Vahiyle durum şöyle açıklanıyor:
“Ya Musa! Çocuğun babası, yıllar önce kese sahibinin işçisiydi. Kese sahibinin, çocuğun babasına borcu vardı. Çocuk babasının hakkını almış oldu. Ölen atlı, eski tarihlerde kese sahibinin babasını öldürmüştü. O da kendi canıyla bedelini ödedi.”
Birbiriyle Örülü Hadiseler
Hadiseler birbiriyle örülü olarak geliyor. Bu karmaşıklıkta İlâhî adalet tecelli ediyor. Biz haksız yere muamele gördüğümüzden yakınsak da, aslında hak ettiğimiz davranışı görüyoruz.
Dededen toruna irsiyeti geçelim… Asırlardan asırlara irsiyet bile söz konusudur. Said Nursî Hazretleri Risale-i Nur’un,“bin seneden beri tedarik ve teraküm edilen müfsid aletler ile dehşetli rahnelenen kalb-i umumî ve efkâr-ı ammeyi ve umumun, bahusus avam-ı mü’minînin istinadgâhları olan İslâmî esaslar ve cereyanlar ve şeairler kırılmasıyla bozulmaya yüz tutan vicdan-ı umumîyi Kur’ân’ın icazıyla o geniş yaralarını, Kur’ân’ın ve imanın ilâçları ile tedavi etmeye çalıştığını” 2 ifade ediyor.
Değil dededen elli yüz yıllık bozuk ameller intikal etmesi, bin yıllık bozulan dengeler de vardır.

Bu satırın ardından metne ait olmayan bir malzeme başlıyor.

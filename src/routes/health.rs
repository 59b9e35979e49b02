use actix_web::{web, HttpResponse, Responder};
use mongodb::{bson::doc, Client};
use serde::Serialize;
use std::collections::HashMap;
use std::env;
use std::sync::Arc;

use crate::db::mongo::DB_NAME;

#[derive(Serialize)]
struct HealthStatus {
    status: String,
    services: HashMap<String, ServiceStatus>,
    environment: String,
    version: String,
}

#[derive(Serialize, Clone)]
struct ServiceStatus {
    status: String,
    details: Option<String>,
}

pub async fn health_check(client: web::Data<Arc<Client>>) -> impl Responder {
    let mut health = HealthStatus {
        status: "ok".to_string(),
        services: HashMap::new(),
        environment: env::var("RUST_ENV").unwrap_or("development".to_string()),
        version: env!("CARGO_PKG_VERSION").to_string(),
    };

    let mongo_result = check_mongodb(&client).await;
    health
        .services
        .insert("mongodb".to_string(), mongo_result.clone());

    if mongo_result.status != "ok" {
        health.status = "degraded".to_string();
    }

    HttpResponse::Ok().json(health)
}

async fn check_mongodb(client: &web::Data<Arc<Client>>) -> ServiceStatus {
    match client.database(DB_NAME).run_command(doc! {"ping": 1}).await {
        Ok(_) => ServiceStatus {
            status: "ok".to_string(),
            details: Some("Connected successfully to MongoDB".to_string()),
        },
        Err(e) => {
            eprintln!("MongoDB health check failed: {}", e);

            ServiceStatus {
                status: "error".to_string(),
                details: Some(format!("Failed to connect: {}", e)),
            }
        }
    }
}
use mongodb::{
    options::{ClientOptions, ServerApi, ServerApiVersion},
    Client,
};
use std::sync::Arc;
use std::time::Duration;

/// Database holding the hotel profiles and their seasonal rate overrides.
pub const DB_NAME: &str = "Hotels";

const CONNECT_TIMEOUT_SECS: u64 = 10;

pub async fn create_mongo_client(uri: &str) -> Arc<Client> {
    println!("Connecting to MongoDB: {}", uri);

    let mut client_options = ClientOptions::parse(uri)
        .await
        .expect("MongoDB URI may be incorrect! Failed to parse.");

    client_options.connect_timeout = Some(Duration::from_secs(CONNECT_TIMEOUT_SECS));
    client_options.server_selection_timeout = Some(Duration::from_secs(CONNECT_TIMEOUT_SECS));
    client_options.max_pool_size = Some(10);
    client_options.min_pool_size = Some(1);

    let server_api = ServerApi::builder().version(ServerApiVersion::V1).build();
    client_options.server_api = Some(server_api);

    let client =
        Client::with_options(client_options).expect("Failed to create MongoDB client with options");

    // A failed ping is only a warning: reads may still succeed once the
    // cluster is reachable.
    match client
        .database(DB_NAME)
        .run_command(mongodb::bson::doc! {"ping": 1})
        .await
    {
        Ok(_) => println!("Successfully connected to MongoDB and verified with ping command"),
        Err(e) => {
            eprintln!("WARNING: Connected to MongoDB but ping test failed: {}", e);
            eprintln!("The API may still work, but some functionality might be impaired");
        }
    }

    Arc::new(client)
}
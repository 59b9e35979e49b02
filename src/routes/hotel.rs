use actix_web::{web, HttpResponse, Responder};
use futures::TryStreamExt;
use mongodb::{bson::doc, bson::oid::ObjectId, options::FindOptions, Client};
use std::sync::Arc;

use crate::db::mongo::DB_NAME;
use crate::models::hotel::Hotel;

#[derive(serde::Deserialize)]
pub struct QueryParams {
    limit: Option<u16>,
    search: Option<String>,
}

/*
    /api/hotels (storefront hotel cards)
*/
pub async fn get_hotels(
    data: web::Data<Arc<Client>>,
    params: web::Query<QueryParams>,
) -> impl Responder {
    let client = data.into_inner();
    let collection: mongodb::Collection<Hotel> = client.database(DB_NAME).collection("Hotels");

    let mut options = FindOptions::default();
    if let Some(limit) = params.limit {
        options.limit = Some(limit.into());
    }
    let filter = match &params.search {
        Some(search_text) if !search_text.is_empty() => {
            doc! {
                "name": {
                    "$regex": format!("^{}", regex::escape(search_text)),
                    "$options": "i"
                }
            }
        }
        _ => doc! {},
    };
    match collection.find(filter).with_options(options).await {
        Ok(cursor) => match cursor.try_collect::<Vec<Hotel>>().await {
            Ok(hotels) => HttpResponse::Ok().json(hotels),
            Err(err) => {
                eprintln!("Failed to collect hotels: {:?}", err);
                HttpResponse::InternalServerError().body("Failed to collect hotels.")
            }
        },
        Err(err) => {
            eprintln!("Failed to find hotels: {:?}", err);
            HttpResponse::InternalServerError().body("Failed to find hotels.")
        }
    }
}

/*
    /api/hotels/{id}
*/
pub async fn get_by_id(path: web::Path<String>, data: web::Data<Arc<Client>>) -> impl Responder {
    let client = data.into_inner();
    let collection: mongodb::Collection<Hotel> = client.database(DB_NAME).collection("Hotels");
    let id: ObjectId = match ObjectId::parse_str(path.into_inner().as_str()) {
        Ok(id) => id,
        Err(_) => return HttpResponse::BadRequest().body("Invalid ID"),
    };

    match collection.find_one(doc! { "_id": id }).await {
        Ok(Some(hotel)) => HttpResponse::Ok().json(hotel),
        Ok(None) => HttpResponse::NotFound().body("Hotel not found"),
        Err(err) => {
            eprintln!("Failed to retrieve hotel: {:?}", err);
            HttpResponse::InternalServerError().body("Failed to retrieve hotel")
        }
    }
}
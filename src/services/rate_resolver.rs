use chrono::{Duration, NaiveDate};

use crate::models::rate_override::RateOverride;

/// Tie-break rule for dates covered by more than one override.
#[derive(Debug, Clone, Copy, PartialEq, Eq)]
pub enum OverridePrecedence {
    /// First override in fetch order wins. Matches what the legacy booking
    /// screens did.
    FirstMatch,
    /// The override spanning the fewest days wins; ties keep fetch order.
    NarrowestRange,
    /// The most recently created override wins; rules without a creation
    /// timestamp lose to any that have one.
    MostRecent,
}

impl Default for OverridePrecedence {
    fn default() -> Self {
        OverridePrecedence::NarrowestRange
    }
}

impl OverridePrecedence {
    /// Read the rule from RATE_OVERRIDE_PRECEDENCE or use the default.
    pub fn from_env() -> Self {
        match std::env::var("RATE_OVERRIDE_PRECEDENCE").as_deref() {
            Ok("first_match") => OverridePrecedence::FirstMatch,
            Ok("narrowest_range") => OverridePrecedence::NarrowestRange,
            Ok("most_recent") => OverridePrecedence::MostRecent,
            _ => OverridePrecedence::default(),
        }
    }
}

#[derive(Debug, Clone, Copy, PartialEq)]
pub struct NightlyRate {
    pub date: NaiveDate,
    pub rate: f64,
}

/// Resolve the nightly rate for every date in [check_in, check_out).
///
/// Each night takes the rate of the winning override covering it, or the base
/// rate when none does. An inverted or empty range yields no nights.
pub fn resolve_nightly_rates(
    base_rate: f64,
    overrides: &[RateOverride],
    check_in: NaiveDate,
    check_out: NaiveDate,
    precedence: OverridePrecedence,
) -> Vec<NightlyRate> {
    let mut nights = Vec::new();
    if check_out <= check_in {
        return nights;
    }

    let mut date = check_in;
    while date < check_out {
        let rate = pick_override(date, overrides, precedence)
            .map(|rule| rule.price_per_night)
            .unwrap_or(base_rate);
        nights.push(NightlyRate { date, rate });
        date += Duration::days(1);
    }
    nights
}

fn pick_override<'a>(
    date: NaiveDate,
    overrides: &'a [RateOverride],
    precedence: OverridePrecedence,
) -> Option<&'a RateOverride> {
    let mut candidates = overrides
        .iter()
        .filter(|rule| rule.is_available && rule.covers(date));

    match precedence {
        OverridePrecedence::FirstMatch => candidates.next(),
        OverridePrecedence::NarrowestRange => {
            let mut best: Option<&RateOverride> = None;
            for rule in candidates {
                let narrower = match best {
                    Some(current) => rule.span_days() < current.span_days(),
                    None => true,
                };
                if narrower {
                    best = Some(rule);
                }
            }
            best
        }
        OverridePrecedence::MostRecent => {
            let mut best: Option<&RateOverride> = None;
            for rule in candidates {
                let newer = match best {
                    Some(current) => rule.created_at > current.created_at,
                    None => true,
                };
                if newer {
                    best = Some(rule);
                }
            }
            best
        }
    }
}
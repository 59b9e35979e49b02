use actix_web::{web, HttpResponse, Responder};
use futures::TryStreamExt;
use mongodb::{bson::doc, bson::oid::ObjectId, Client};
use std::sync::Arc;

use crate::db::mongo::DB_NAME;
use crate::models::breakdown::{DiscountedTotal, PriceBreakdown};
use crate::models::hotel::Hotel;
use crate::models::rate_override::RateOverride;
use crate::models::stay::StayRequest;
use crate::services::pricing_service::PricingService;
use crate::services::rate_resolver::OverridePrecedence;

#[derive(serde::Deserialize)]
pub struct QuoteInput {
    #[serde(flatten)]
    pub stay: StayRequest,
    /// Manually chosen extra-meal quantity; when absent the required count is
    /// computed from the party size.
    pub extra_meal_count: Option<u32>,
    /// Manual discount applied to the tax-inclusive grand total.
    pub discount: Option<f64>,
}

#[derive(serde::Serialize)]
pub struct QuoteResponse {
    #[serde(flatten)]
    pub breakdown: PriceBreakdown,
    #[serde(skip_serializing_if = "Option::is_none")]
    pub after_discount: Option<DiscountedTotal>,
}

/*
    /api/hotels/{id}/quote
*/
pub async fn quote(
    path: web::Path<String>,
    input: web::Json<QuoteInput>,
    data: web::Data<Arc<Client>>,
) -> impl Responder {
    let client = data.into_inner();
    let id: ObjectId = match ObjectId::parse_str(path.into_inner().as_str()) {
        Ok(id) => id,
        Err(_) => return HttpResponse::BadRequest().body("Invalid ID"),
    };
    let input = input.into_inner();

    let hotels: mongodb::Collection<Hotel> = client.database(DB_NAME).collection("Hotels");
    let hotel = match hotels.find_one(doc! { "_id": id }).await {
        Ok(Some(hotel)) => hotel,
        Ok(None) => return HttpResponse::NotFound().body("Hotel not found"),
        Err(err) => {
            eprintln!("Failed to retrieve hotel: {:?}", err);
            return HttpResponse::InternalServerError().body("Failed to retrieve hotel");
        }
    };

    let rates: mongodb::Collection<RateOverride> =
        client.database(DB_NAME).collection("RateOverrides");
    let filter = doc! { "hotel_id": id, "is_available": true };
    let overrides = match rates.find(filter).await {
        Ok(cursor) => match cursor.try_collect::<Vec<RateOverride>>().await {
            Ok(overrides) => overrides,
            Err(err) => {
                eprintln!("Failed to collect rate overrides: {:?}", err);
                return HttpResponse::InternalServerError().body("Failed to collect rate overrides");
            }
        },
        Err(err) => {
            eprintln!("Failed to find rate overrides: {:?}", err);
            return HttpResponse::InternalServerError().body("Failed to find rate overrides");
        }
    };

    let profile = hotel.pricing_profile();
    let breakdown = PricingService::price_stay(
        &profile,
        &overrides,
        &input.stay,
        input.extra_meal_count,
        OverridePrecedence::from_env(),
    );
    let after_discount = input
        .discount
        .filter(|discount| *discount > 0.0)
        .map(|discount| {
            PricingService::discounted_total(&breakdown, discount, profile.tax_percentage)
        });

    HttpResponse::Ok().json(QuoteResponse {
        breakdown,
        after_discount,
    })
}
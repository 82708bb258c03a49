use anchor_lang::prelude::*;

pub mod constants;
pub mod contexts;
pub mod errors;
pub mod events;
pub mod helpers;
pub mod state;

pub use constants::*;
pub use contexts::*;
pub use errors::ErrorCode;
pub use events::*;
pub use helpers::*;
pub use state::*;

#[cfg(test)]
mod formal_verification;

declare_id!("FEXnZEiXcMXKTZDnMUH7FhVHzSfjpoGXV3F9LADPsYLQ");

/// Digests and PDA bumps of a registrant's verified, still-free contacts
struct VerifiedContacts {
    email_digest: [u8; 32],
    email_bump: u8,
    phone_digest: [u8; 32],
    phone_bump: u8,
}

/// Check a claim PDA address and that nobody holds it yet. Returns the bump.
fn check_contact_free(
    claim: &AccountInfo,
    kind: ContactKind,
    digest: &[u8; 32],
    taken: ErrorCode,
) -> Result<u8> {
    let (expected, bump) = find_claim_address(kind, digest);
    require_keys_eq!(claim.key(), expected, ErrorCode::InvalidAccountAddress);
    if is_initialized(claim) {
        return Err(taken.into());
    }
    Ok(bump)
}

/// Normalize and uniqueness-check email then phone (extracted to reduce stack usage)
#[inline(never)]
fn verify_contacts(
    email_claim: &AccountInfo,
    phone_claim: &AccountInfo,
    email: &str,
    phone: &str,
) -> Result<VerifiedContacts> {
    let email = normalize_email(email)?;
    let email_digest = contact_digest(ContactKind::Email, &email);
    let email_bump = check_contact_free(email_claim, ContactKind::Email, &email_digest, ErrorCode::DuplicateEmail)?;

    let phone = normalize_phone(phone)?;
    let phone_digest = contact_digest(ContactKind::Phone, &phone);
    let phone_bump = check_contact_free(phone_claim, ContactKind::Phone, &phone_digest, ErrorCode::DuplicatePhone)?;

    #[cfg(feature = "verbose")]
    msg!("Contacts verified: email_claim={}, phone_claim={}", email_claim.key(), phone_claim.key());

    Ok(VerifiedContacts { email_digest, email_bump, phone_digest, phone_bump })
}

/// Create and write one ContactClaim PDA (extracted to reduce stack usage)
#[inline(never)]
#[allow(clippy::too_many_arguments)]
fn create_contact_claim<'info>(
    payer: &AccountInfo<'info>,
    claim: &AccountInfo<'info>,
    system_program: &AccountInfo<'info>,
    kind: ContactKind,
    digest: &[u8; 32],
    bump: u8,
    member: Pubkey,
    now: i64,
) -> Result<()> {
    let bump_seed = [bump];
    let seeds: &[&[u8]] = &[claim_seed(kind), digest.as_ref(), &bump_seed];
    create_pda_account(payer, claim, system_program, 8 + ContactClaim::LEN, seeds)?;
    write_account(
        claim,
        &ContactClaim { kind, member, digest: *digest, claimed_at: now, bump },
    )
}

/// Take the first unused referral code among the candidate PDAs (attempt order)
#[inline(never)]
fn select_referral_code(owner: &Pubkey, candidates: &[AccountInfo]) -> Result<(usize, [u8; REFERRAL_CODE_LEN], u8)> {
    for (attempt, info) in candidates.iter().enumerate() {
        let code = derive_referral_code(owner, attempt as u8);
        let (expected, bump) = find_code_address(&code);
        require_keys_eq!(info.key(), expected, ErrorCode::InvalidAccountAddress);

        if !is_initialized(info) {
            return Ok((attempt, code, bump));
        }
        msg!("Referral code {} taken, retrying", code_to_string(&code));
    }
    err!(ErrorCode::ReferralCodeSpaceExhausted)
}

/// Create and write the ReferralCode PDA of a new member
#[inline(never)]
fn create_referral_code<'info>(
    payer: &AccountInfo<'info>,
    target: &AccountInfo<'info>,
    system_program: &AccountInfo<'info>,
    code: [u8; REFERRAL_CODE_LEN],
    bump: u8,
    member: Pubkey,
    now: i64,
) -> Result<()> {
    let bump_seed = [bump];
    let seeds: &[&[u8]] = &[REFERRAL_CODE_SEED, code.as_ref(), &bump_seed];
    create_pda_account(payer, target, system_program, 8 + ReferralCode::LEN, seeds)?;
    write_account(target, &ReferralCode { code, member, created_at: now, bump })
}
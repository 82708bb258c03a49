pub mod bonus_entry;
pub mod contact_claim;
pub mod member;
pub mod order_record;
pub mod referral_code;
pub mod referral_config;
pub mod referral_roster;

pub use bonus_entry::*;
pub use contact_claim::*;
pub use member::*;
pub use order_record::*;
pub use referral_code::*;
pub use referral_config::*;
pub use referral_roster::*;
use anchor_lang::prelude::*;

/// Maraline Referral Error Codes
///
/// Validation errors are user-correctable and surface to the storefront form.
/// Capacity errors are business outcomes. The rest are invariant violations.
#[error_code]
pub enum ErrorCode {
    // Registration validation
    #[msg("Email already registered")]
    DuplicateEmail,

    #[msg("Phone already registered")]
    DuplicatePhone,

    #[msg("Phone must be a Turkish mobile number (05XXXXXXXXX)")]
    InvalidPhoneFormat,

    #[msg("Invalid email address")]
    InvalidEmailFormat,

    #[msg("Unknown referral code")]
    UnknownReferralCode,

    #[msg("Terms must be accepted")]
    TermsNotAccepted,

    #[msg("Invalid parameter")]
    InvalidParameter,

    // Sponsor capacity
    #[msg("Sponsor referral code is not active")]
    SponsorNotActive,

    #[msg("Sponsor has no free referral slot")]
    CapacityExhausted,

    #[msg("Eviction not allowed - sponsor has a free slot")]
    EvictionNotRequired,

    #[msg("Eviction candidate is not the oldest inactive referral")]
    InvalidEvictionCandidate,

    #[msg("Roster member account missing or out of order")]
    RosterAccountMissing,

    #[msg("Roster is full")]
    RosterFull,

    // Invariants
    #[msg("Sponsor account does not match referral code")]
    SponsorMismatch,

    #[msg("No free referral code candidate")]
    ReferralCodeSpaceExhausted,

    #[msg("Account does not match expected address")]
    InvalidAccountAddress,

    #[msg("Invalid account owner")]
    InvalidAccountOwner,

    #[msg("Order does not belong to buyer")]
    OrderMismatch,

    #[msg("Arithmetic overflow")]
    MathOverflow,

    // Admin operations
    #[msg("Unauthorized")]
    UnauthorizedAccess,

    #[msg("No pending authority transfer")]
    NoPendingAuthorityTransfer,
}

Elbette vicdan-ı umumî üzerinde olumsuz izler bırakan sorumsuzlukların hesabı ferdî olarak sahiplerini bulacaktır.
Bozulan vicdan-ı umumiye de o nispette rahmet düşüyor olamaz mı?
Dipnotlar:
1- İsrâ Sûresi: 15., 2- Şuâlar, s. 203; Kastamonu Lâhikası, s. 53.